New evidence INPP5D (inositol polyphosphate-5-phosphatase D), an Alzheimer’s disease risk gene, plays a critical role in enabling microglial cells to defend the brain against plaque buildup.
A new mice study shows that a mutation in a gene that is essential for the brain’s immunological defenses may impede related cells from removing protein-filled clumps. Such accumulations, also known as plaque, may trigger an immunological response that can damage brain cells and cause dementia, which is a symptom of Alzheimer’s disease.
According to the study authors, the new discoveries could be a possible new target for treatments that specifically target gene mutation.
INPP5D (inositol polyphosphate-5-phosphatase D) is a gene that carries instructions for the creation of enzymes that cause immune cells termed microglia to ingest plaque, injured brain cells, bacteria, and viruses. Even though this gene has been linked to Alzheimer’s disease in the past, it’s not clear what role it plays in the disease.
New York University’s Grossman School of Medicine and Mount Sinai’s Icahn School of Medicine collaborated to conduct the study. Mice with a genetically engineered deficiency of the INPP5D gene in their microglia revealed 50% higher plaque deposits after 3 months compared to animals with normal microglia, with the average plaque size being bigger in the mice with the mutation.
“Our findings provide new evidence that inositol polyphosphate-5-phosphatase D plays a critical role in enabling microglial cells to defend the brain against plaque buildup,” adds co-lead author Philip Hasel.
The research, which was published today in Alzheimer’s and Dementia: The Journal of the Alzheimer’s Association, also found that mice lacking microglial INPP5D had an increased number of microglia concentrated near plaque locations. They hypothesize that additional microglia were recruited to clean away the deposits because the defective immune cells could no longer efficiently digest the plaque they ingested.
Hasel says that the investigation looked at more than just INPP5D. More than half of the genes in this group were discovered to be active in cells directly connected to plaque in INPP5D-deficient mice, which provided the first direct relationship between a set of genes and plaque development. Notably, this cluster has been linked to the production of chemicals that cause inflammation in the Parkinson’s, Huntington’s, and other types of dementia.
In order to conduct the study, scientists took INPP5D out of microglia while keeping the gene unaltered in the rest of the animal. This process helped them figure out what the missing gene did to the brain tissue. Three months later, they evaluated plaque development and microglial activity.

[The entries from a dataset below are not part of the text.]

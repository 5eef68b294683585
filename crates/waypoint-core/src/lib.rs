//! # Waypoint Core
//!
//! Core types and traits shared by the router, the middleware pipeline and
//! the kernel:
//!
//! - [`RequestContext`] - per-request state (request id, params, models, extensions)
//! - [`RequestId`] - UUID v7 request identifier
//! - [`HandlerError`] - failure type of handlers and middleware
//! - [`Handler`] - terminal request handler trait
//! - [`IntoResponse`] - value to response conversion
//! - [`binding`] - route model binding

#![doc(html_root_url = "https://docs.rs/waypoint-core/0.1.0")]
#![warn(missing_docs)]
#![forbid(unsafe_code)]

pub mod binding;
mod context;
mod error;
mod handler;
mod response;
mod types;

pub use binding::{BindOutcome, BindingRegistry, ModelResolver};
pub use context::{BoundModel, RequestContext, RequestId};
pub use error::{ErrorBody, ErrorEnvelope, HandlerError, HandlerResult, MissingBinding};
pub use handler::{handler_fn, FnHandler, Handler, HandlerRegistry};
pub use response::{IntoResponse, Json, Redirect};
pub use types::{empty_request, Body, BoxFuture, Request, Response, ResponseExt};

To understand how INPP5D interacts with other genes, the research team next evaluated gene activity in rodent brain tissue samples. They compared these results to research they had already done on humans with Alzheimer’s disease and found that the gene cluster linked to plaque had changed in the same way. Hasel says this shows that the cluster may play a similar role in the death of brain cells in our own species.

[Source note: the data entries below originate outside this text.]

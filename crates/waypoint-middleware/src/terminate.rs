//! Post-response terminate hooks.
//!
//! After the transport has sent a response, every entered middleware that
//! reports itself terminable gets its `terminate` hook called, outermost
//! first. Hooks see a snapshot of the request and response heads. A failure
//! in one hook, whether an error or a panic, is recorded and the remaining
//! hooks still run.

use std::any::Any;
use std::panic::AssertUnwindSafe;

use futures_util::FutureExt;
use http::{HeaderMap, Method, StatusCode, Uri};
use waypoint_core::{Request, RequestContext, Response};

use crate::chain::ChainEntry;
use crate::error::TerminateHookError;

/// Method, URI and headers of the original request.
#[derive(Debug, Clone)]
pub struct RequestHead {
    /// Request method.
    pub method: Method,
    /// Request URI.
    pub uri: Uri,
    /// Request headers.
    pub headers: HeaderMap,
}

impl RequestHead {
    /// Snapshots `request`.
    #[must_use]
    pub fn from_request(request: &Request) -> Self {
        Self {
            method: request.method().clone(),
            uri: request.uri().clone(),
            headers: request.headers().clone(),
        }
    }
}

/// What terminate hooks learn about the finished request.
#[derive(Debug, Clone)]
pub struct Completion {
    /// The request head.
    pub request: RequestHead,
    /// Status of the response produced.
    pub status: StatusCode,
    /// Headers of the response produced.
    pub headers: HeaderMap,
    /// Whether the transport delivered the response.
    pub delivered: bool,
}

impl Completion {
    /// Snapshots `response`. `delivered` starts false; the transport sets
    /// it when handing the completion to the hooks.
    #[must_use]
    pub fn new(request: RequestHead, response: &Response) -> Self {
        Self {
            request,
            status: response.status(),
            headers: response.headers().clone(),
            delivered: false,
        }
    }
}

/// Outcome of running a request's terminate hooks.
#[derive(Debug, Default)]
pub struct TerminateReport {
    ran: usize,
    failures: Vec<TerminateHookError>,
}

impl TerminateReport {
    /// Number of hooks invoked, failed ones included.
    #[must_use]
    pub fn ran(&self) -> usize {
        self.ran
    }

    /// Hooks that failed, in invocation order.
    #[must_use]
    pub fn failures(&self) -> &[TerminateHookError] {
        &self.failures
    }

    /// Whether every hook succeeded.
    #[must_use]
    pub fn is_clean(&self) -> bool {
        self.failures.is_empty()
    }
}

/// The terminable middleware entered during one request.
#[derive(Debug, Clone, Default)]
pub struct TerminateHooks {
    entries: Vec<ChainEntry>,
}

impl TerminateHooks {
    /// Keeps the terminable entries among `entered`, preserving order.
    #[must_use]
    pub fn from_entered(entered: &[ChainEntry]) -> Self {
        Self {
            entries: entered
                .iter()
                .filter(|entry| entry.middleware().terminable())
                .cloned()
                .collect(),
        }
    }

    /// Names of the hooks, in run order.
    #[must_use]
    pub fn names(&self) -> Vec<&str> {
        self.entries.iter().map(ChainEntry::name).collect()
    }

    /// Number of hooks.
    #[must_use]
    pub fn len(&self) -> usize {
        self.entries.len()
    }

    /// Whether there is nothing to run.
    #[must_use]
    pub fn is_empty(&self) -> bool {
        self.entries.is_empty()
    }

    /// Runs every hook in order, isolating failures.
    pub async fn run(&self, ctx: &RequestContext, completion: &Completion) -> TerminateReport {
        let mut report = TerminateReport::default();

        for entry in &self.entries {
            report.ran += 1;
            let hook = async { entry.middleware().terminate(ctx, completion).await };

            let failure = match AssertUnwindSafe(hook).catch_unwind().await {
                Ok(Ok(())) => continue,
                Ok(Err(source)) => TerminateHookError::Failed {
                    middleware: entry.name().to_string(),
                    source,
                },
                Err(payload) => TerminateHookError::Panicked {
                    middleware: entry.name().to_string(),
                    message: panic_message(payload.as_ref()),
                },
            };

            tracing::warn!(
                request_id = %ctx.request_id(),
                middleware = %entry.name(),
                error = %failure,
                "terminate hook failed"
            );
            report.failures.push(failure);
        }

        report
    }
}

fn panic_message(payload: &(dyn Any + Send)) -> String {
    if let Some(message) = payload.downcast_ref::<&str>() {
        (*message).to_string()
    } else if let Some(message) = payload.downcast_ref::<String>() {
        message.clone()
    } else {
        "non-string panic payload".to_string()
    }
}

#[cfg(test)]
mod tests {
    use super::*;
    use std::sync::Arc;

    #[test]
    fn test_panic_message() {
        let boxed: Box<dyn Any + Send> = Box::new("boom");
        assert_eq!(panic_message(boxed.as_ref()), "boom");

        let boxed: Box<dyn Any + Send> = Box::new(String::from("bang"));
        assert_eq!(panic_message(boxed.as_ref()), "bang");

        let boxed: Box<dyn Any + Send> = Box::new(7_u8);
        assert_eq!(panic_message(boxed.as_ref()), "non-string panic payload");
    }

    #[test]
    fn test_completion_snapshot() {
        let request = http::Request::builder()
            .method(Method::POST)
            .uri("/orders")
            .header("x-trace", "abc")
            .body(waypoint_core::Body::default())
            .unwrap();
        let mut response = Response::new(waypoint_core::Body::default());
        *response.status_mut() = StatusCode::CREATED;

        let completion = Completion::new(RequestHead::from_request(&request), &response);
        assert_eq!(completion.status, StatusCode::CREATED);
        assert_eq!(completion.request.method, Method::POST);
        assert_eq!(completion.request.headers["x-trace"], "abc");
        assert!(!completion.delivered);
    }

    #[test]
    fn test_hooks_keep_terminable_only() {
        let plain = crate::middleware::from_fn("plain", |ctx, req, _args, next| {
            Box::pin(async move { next.run(ctx, req).await })
        });
        let entries = vec![ChainEntry::new("plain", Vec::new(), Arc::new(plain))];
        assert!(TerminateHooks::from_entered(&entries).is_empty());
    }
}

“These results highlight the importance of ensuring that inositol polyphosphate-5-phosphatase D and the enzymes it produces are working effectively to prevent plaque buildup,” explains study co-senior author and neuroscientist Shane Liddelow. “In the future, experts might be able to tailor therapies around this gene to potentially slow down the progression of conditions such as Alzheimer’s disease, glaucoma, and multiple sclerosis.”
According to Liddelow, an assistant professor in the Departments of Neuroscience and Physiology and Ophthalmology at NYU Langone, the research authors entirely removed INPP5D in mouse microglia, but people with Alzheimer’s disease still have a mutant variant of the gene. He also points out that since the study only looked at one point in time, it is unknown if the increased plaque formation and changes in microglial behavior occur at other phases of the condition.
According to Liddelow, who is also a member of the Neuroscience Institute at NYU Langone, the research team will investigate how microglia malfunction in the absence of INPP5D and find other genes that may be involved in the control of these immune cells.